▶ WHAT TO PRODUCE: The expected output is every entry, copied exactly.

▶ DATA SHOWN:
====

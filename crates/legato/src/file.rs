//! TOML and JSON file loading shared by machine configs and moves files.

use anyhow::{Context, Result};
use serde::de::DeserializeOwned;
use std::{fs, path::Path};

/// Read and parse `path`, picking the format from its extension.
///
/// Files without a `.toml` or `.json` extension are tried as TOML first, then
/// as JSON. `what` names the document in error messages.
pub(crate) fn load<T: DeserializeOwned>(path: &Path, what: &str) -> Result<T> {
    let content = fs::read_to_string(path)
        .with_context(|| format!("failed to read {what} file {}", path.display()))?;

    match path.extension().and_then(|s| s.to_str()) {
        Some("toml") => from_toml(&content, what),
        Some("json") => from_json(&content, what),
        _ => from_toml(&content, what).or_else(|_| from_json(&content, what)),
    }
}

pub(crate) fn from_toml<T: DeserializeOwned>(content: &str, what: &str) -> Result<T> {
    toml::from_str(content).with_context(|| format!("failed to parse {what} as TOML"))
}

pub(crate) fn from_json<T: DeserializeOwned>(content: &str, what: &str) -> Result<T> {
    serde_json::from_str(content).with_context(|| format!("failed to parse {what} as JSON"))
}

#[cfg(test)]
mod tests {
    use super::*;
    use serde::Deserialize;
    use tempfile::TempDir;

    #[derive(Debug, PartialEq, Deserialize)]
    struct Doc {
        value: u32,
    }

    #[test]
    fn format_follows_extension() {
        let dir = TempDir::new().unwrap();
        let write = |name: &str, content: &str| {
            let path = dir.path().join(name);
            fs::write(&path, content).unwrap();
            path
        };

        let toml = write("doc.toml", "value = 1");
        assert_eq!(load::<Doc>(&toml, "doc").unwrap(), Doc { value: 1 });

        let json = write("doc.json", r#"{ "value": 2 }"#);
        assert_eq!(load::<Doc>(&json, "doc").unwrap(), Doc { value: 2 });

        // JSON content behind a .toml extension is not retried
        let mislabeled = write("json.toml", r#"{ "value": 3 }"#);
        let err = load::<Doc>(&mislabeled, "doc").unwrap_err();
        assert_eq!(err.to_string(), "failed to parse doc as TOML");

        let bare = write("doc", r#"{ "value": 4 }"#);
        assert_eq!(load::<Doc>(&bare, "doc").unwrap(), Doc { value: 4 });
    }

    #[test]
    fn missing_file_names_the_document() {
        let dir = TempDir::new().unwrap();
        let err = load::<Doc>(&dir.path().join("gone.toml"), "moves").unwrap_err();
        assert!(err.to_string().starts_with("failed to read moves file"));
    }
}
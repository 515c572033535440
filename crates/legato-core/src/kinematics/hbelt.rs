// H-belt kinematics

use super::XyMatrixKin;

/// H-belt arrangement. The continuous-space displacement of the carriage is
/// `[[-0.5, 0.5], [-0.5, -0.5]]` times the motor displacement, so motors are
/// driven through the inverse of that matrix.
pub static H_BELT: XyMatrixKin = XyMatrixKin {
    to_motors: [[-1.0, -1.0], [1.0, -1.0]],
    to_cartesian: [[-0.5, 0.5], [-0.5, -0.5]],
};

#[cfg(test)]
mod tests {
    use super::*;
    use crate::{kinematics::SpaceTransform, math::mul_vec2};

    #[test]
    fn h_belt_matrices_are_inverse() {
        for v in [[1.0, 0.0], [0.0, 1.0], [3.5, -2.25]] {
            let round = mul_vec2(&H_BELT.to_cartesian, mul_vec2(&H_BELT.to_motors, v));
            assert!((round[0] - v[0]).abs() < 1e-12);
            assert!((round[1] - v[1]).abs() < 1e-12);
        }
    }

    #[test]
    fn pure_x_moves_both_motors() {
        let v = [0.01, 0.0, 0.0, 0.0, 0.0, 0.0, 0.0, 0.0];
        let motors = H_BELT.to_kinematics_space(&v, &v).unwrap();
        assert_eq!(motors[0], -0.01);
        assert_eq!(motors[1], 0.01);
    }
}
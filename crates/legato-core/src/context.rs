//! Process-wide kinematics configuration.
//!
//! The [`KinematicsContext`] owns every per-axis setting, the active
//! kinematics model, the bed compensation matrix, the axis-slave table, the
//! active tool and the backlash direction memory. It is built and validated
//! once; afterwards only the calibration operations below mutate it, and their
//! effect applies to segments resolved after the call.

use crate::{
    axis::{AXIS_COUNT, Axis, AxisVec},
    bed::{BedCompensation, CalibrationError},
    kinematics::{DeltaKinematics, Kinematics, KinematicsMode},
    math::Matrix3,
};
use serde::{Deserialize, Serialize};
use std::sync::Arc;
use thiserror::Error;

/// Default length above which a Delta move is split
pub const DEFAULT_DELTA_SPLIT_SIZE: f64 = 0.001;

/// Default maximum angular increment of one arc sub-segment, in radians
pub const DEFAULT_ARC_RESOLUTION: f64 = 0.001;

#[derive(Debug, Clone, PartialEq, Error)]
pub enum ConfigError {
    #[error("axis {axis} is active but has no steps_per_unit")]
    MissingStepsPerUnit { axis: Axis },
    #[error("axis {axis} has invalid steps_per_unit {value}")]
    InvalidStepsPerUnit { axis: Axis, value: f64 },
    #[error("axis {axis} soft limits are inverted or not finite: min {min}, max {max}")]
    InvalidSoftLimits { axis: Axis, min: f64, max: f64 },
    #[error("axis {axis} has invalid {field} {value}")]
    InvalidAxisSetting {
        axis: Axis,
        field: &'static str,
        value: f64,
    },
    #[error("unknown kinematics mode '{0}'")]
    UnknownKinematics(String),
    #[error("delta kinematics selected without delta geometry")]
    MissingDeltaGeometry,
    #[error("invalid bed compensation matrix: {0}")]
    BedMatrix(#[source] CalibrationError),
    #[error("slave axis {slave} cannot follow {master}: {reason}")]
    InvalidSlave {
        slave: Axis,
        master: Axis,
        reason: &'static str,
    },
    #[error("tool axis {axis} must be an active non-spatial axis")]
    InvalidTool { axis: Axis },
    #[error("{field} must be positive and finite, got {value}")]
    InvalidPlannerSetting { field: &'static str, value: f64 },
}

/// Per-axis settings
#[derive(Debug, Clone, Copy, PartialEq, Serialize, Deserialize)]
#[serde(default, deny_unknown_fields)]
pub struct AxisSettings {
    pub max_speed: f64,
    pub min_speed: f64,
    pub jerk: f64,
    pub acceleration: f64,
    pub home_speed: f64,
    pub home_backoff_speed: f64,
    pub home_backoff_offset: f64,
    /// Mechanical resolution; required on every active axis
    pub steps_per_unit: Option<f64>,
    /// Extra travel taken up on a direction reversal
    pub backlash: f64,
    pub soft_min: f64,
    pub soft_max: f64,
}
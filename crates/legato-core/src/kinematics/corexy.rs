// CoreXY kinematics

use super::XyMatrixKin;

/// CoreXY belt arrangement: motor A = X + Y, motor B = X - Y.
///
/// A drives the top right corner, B the top left; home is the bottom right corner.
pub static CORE_XY: XyMatrixKin = XyMatrixKin {
    to_motors: [[1.0, 1.0], [1.0, -1.0]],
    to_cartesian: [[0.5, 0.5], [0.5, -0.5]],
};

#[cfg(test)]
mod tests {
    use super::*;
    use crate::kinematics::SpaceTransform;

    #[test]
    fn corexy_matrices_are_inverse() {
        let v = [10.0, 20.0, 30.0, 0.0, 0.0, 0.0, 0.0, 0.0];
        let motors = CORE_XY.to_kinematics_space(&v, &v).unwrap();
        assert_eq!(motors[0], 30.0); // 10 + 20
        assert_eq!(motors[1], -10.0); // 10 - 20
        assert_eq!(motors[2], 30.0);
        let back = CORE_XY.to_continuous_space(&motors, &v).unwrap();
        assert_eq!(back, v);
    }
}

====

▶ RESPONSE:
filename crates/legato/src/file.rs
//! TOML and JSON file loading shared by machine configs and moves files.

use anyhow::{Context, Result};
use serde::de::DeserializeOwned;
use std::{fs, path::Path};

/// Read and parse `path`, picking the format from its extension.
///
/// Files without a `.toml` or `.json` extension are tried as TOML first, then
/// as JSON. `what` names the document in error messages.
pub(crate) fn load<T: DeserializeOwned>(path: &Path, what: &str) -> Result<T> {
    let content = fs::read_to_string(path)
        .with_context(|| format!("failed to read {what} file {}", path.display()))?;

    match path.extension().and_then(|s| s.to_str()) {
        Some("toml") => from_toml(&content, what),
        Some("json") => from_json(&content, what),
        _ => from_toml(&content, what).or_else(|_| from_json(&content, what)),
    }
}

pub(crate) fn from_toml<T: DeserializeOwned>(content: &str, what: &str) -> Result<T> {
    toml::from_str(content).with_context(|| format!("failed to parse {what} as TOML"))
}

pub(crate) fn from_json<T: DeserializeOwned>(content: &str, what: &str) -> Result<T> {
    serde_json::from_str(content).with_context(|| format!("failed to parse {what} as JSON"))
}

#[cfg(test)]
mod tests {
    use super::*;
    use serde::Deserialize;
    use tempfile::TempDir;

    #[derive(Debug, PartialEq, Deserialize)]
    struct Doc {
        value: u32,
    }

    #[test]
    fn format_follows_extension() {
        let dir = TempDir::new().unwrap();
        let write = |name: &str, content: &str| {
            let path = dir.path().join(name);
            fs::write(&path, content).unwrap();
            path
        };

        let toml = write("doc.toml", "value = 1");
        assert_eq!(load::<Doc>(&toml, "doc").unwrap(), Doc { value: 1 });

        let json = write("doc.json", r#"{ "value": 2 }"#);
        assert_eq!(load::<Doc>(&json, "doc").unwrap(), Doc { value: 2 });

        // JSON content behind a .toml extension is not retried
        let mislabeled = write("json.toml", r#"{ "value": 3 }"#);
        let err = load::<Doc>(&mislabeled, "doc").unwrap_err();
        assert_eq!(err.to_string(), "failed to parse doc as TOML");

        let bare = write("doc", r#"{ "value": 4 }"#);
        assert_eq!(load::<Doc>(&bare, "doc").unwrap(), Doc { value: 4 });
    }

    #[test]
    fn missing_file_names_the_document() {
        let dir = TempDir::new().unwrap();
        let err = load::<Doc>(&dir.path().join("gone.toml"), "moves").unwrap_err();
        assert!(err.to_string().starts_with("failed to read moves file"));
    }
}
repository 515c572033535440
filename crates/legato-core/src/kinematics/hbelt.rs
// H-belt kinematics

use super::XyMatrixKin;

/// H-belt arrangement. The continuous-space displacement of the carriage is
/// `[[-0.5, 0.5], [-0.5, -0.5]]` times the motor displacement, so motors are
/// driven through the inverse of that matrix.
pub static H_BELT: XyMatrixKin = XyMatrixKin {
    to_motors: [[-1.0, -1.0], [1.0, -1.0]],
    to_cartesian: [[-0.5, 0.5], [-0.5, -0.5]],
};

#[cfg(test)]
mod tests {
    use super::*;
    use crate::{kinematics::SpaceTransform, math::mul_vec2};

    #[test]
    fn h_belt_matrices_are_inverse() {
        for v in [[1.0, 0.0], [0.0, 1.0], [3.5, -2.25]] {
            let round = mul_vec2(&H_BELT.to_cartesian, mul_vec2(&H_BELT.to_motors, v));
            assert!((round[0] - v[0]).abs() < 1e-12);
            assert!((round[1] - v[1]).abs() < 1e-12);
        }
    }

    #[test]
    fn pure_x_moves_both_motors() {
        let v = [0.01, 0.0, 0.0, 0.0, 0.0, 0.0, 0.0, 0.0];
        let motors = H_BELT.to_kinematics_space(&v, &v).unwrap();
        assert_eq!(motors[0], -0.01);
        assert_eq!(motors[1], 0.01);
    }
}
filename crates/legato-core/src/context.rs
//! Process-wide kinematics configuration.
//!
//! The [`KinematicsContext`] owns every per-axis setting, the active
//! kinematics model, the bed compensation matrix, the axis-slave table, the
//! active tool and the backlash direction memory. It is built and validated
//! once; afterwards only the calibration operations below mutate it, and their
//! effect applies to segments resolved after the call.

use crate::{
    axis::{AXIS_COUNT, Axis, AxisVec},
    bed::{BedCompensation, CalibrationError},
    kinematics::{DeltaKinematics, Kinematics, KinematicsMode},
    math::Matrix3,
};
use serde::{Deserialize, Serialize};
use std::sync::Arc;
use thiserror::Error;

/// Default length above which a Delta move is split
pub const DEFAULT_DELTA_SPLIT_SIZE: f64 = 0.001;

/// Default maximum angular increment of one arc sub-segment, in radians
pub const DEFAULT_ARC_RESOLUTION: f64 = 0.001;

#[derive(Debug, Clone, PartialEq, Error)]
pub enum ConfigError {
    #[error("axis {axis} is active but has no steps_per_unit")]
    MissingStepsPerUnit { axis: Axis },
    #[error("axis {axis} has invalid steps_per_unit {value}")]
    InvalidStepsPerUnit { axis: Axis, value: f64 },
    #[error("axis {axis} soft limits are inverted or not finite: min {min}, max {max}")]
    InvalidSoftLimits { axis: Axis, min: f64, max: f64 },
    #[error("axis {axis} has invalid {field} {value}")]
    InvalidAxisSetting {
        axis: Axis,
        field: &'static str,
        value: f64,
    },
    #[error("unknown kinematics mode '{0}'")]
    UnknownKinematics(String),
    #[error("delta kinematics selected without delta geometry")]
    MissingDeltaGeometry,
    #[error("invalid bed compensation matrix: {0}")]
    BedMatrix(#[source] CalibrationError),
    #[error("slave axis {slave} cannot follow {master}: {reason}")]
    InvalidSlave {
        slave: Axis,
        master: Axis,
        reason: &'static str,
    },
    #[error("tool axis {axis} must be an active non-spatial axis")]
    InvalidTool { axis: Axis },
    #[error("{field} must be positive and finite, got {value}")]
    InvalidPlannerSetting { field: &'static str, value: f64 },
}

/// Per-axis settings
#[derive(Debug, Clone, Copy, PartialEq, Serialize, Deserialize)]
#[serde(default, deny_unknown_fields)]
pub struct AxisSettings {
    pub max_speed: f64,
    pub min_speed: f64,
    pub jerk: f64,
    pub acceleration: f64,
    pub home_speed: f64,
    pub home_backoff_speed: f64,
    pub home_backoff_offset: f64,
    /// Mechanical resolution; required on every active axis
    pub steps_per_unit: Option<f64>,
    /// Extra travel taken up on a direction reversal
    pub backlash: f64,
    pub soft_min: f64,
    pub soft_max: f64,
}
filename crates/legato-core/src/kinematics/corexy.rs
// CoreXY kinematics

use super::XyMatrixKin;

/// CoreXY belt arrangement: motor A = X + Y, motor B = X - Y.
///
/// A drives the top right corner, B the top left; home is the bottom right corner.
pub static CORE_XY: XyMatrixKin = XyMatrixKin {
    to_motors: [[1.0, 1.0], [1.0, -1.0]],
    to_cartesian: [[0.5, 0.5], [0.5, -0.5]],
};

#[cfg(test)]
mod tests {
    use super::*;
    use crate::kinematics::SpaceTransform;

    #[test]
    fn corexy_matrices_are_inverse() {
        let v = [10.0, 20.0, 30.0, 0.0, 0.0, 0.0, 0.0, 0.0];
        let motors = CORE_XY.to_kinematics_space(&v, &v).unwrap();
        assert_eq!(motors[0], 30.0); // 10 + 20
        assert_eq!(motors[1], -10.0); // 10 - 20
        assert_eq!(motors[2], 30.0);
        let back = CORE_XY.to_continuous_space(&motors, &v).unwrap();
        assert_eq!(back, v);
    }
}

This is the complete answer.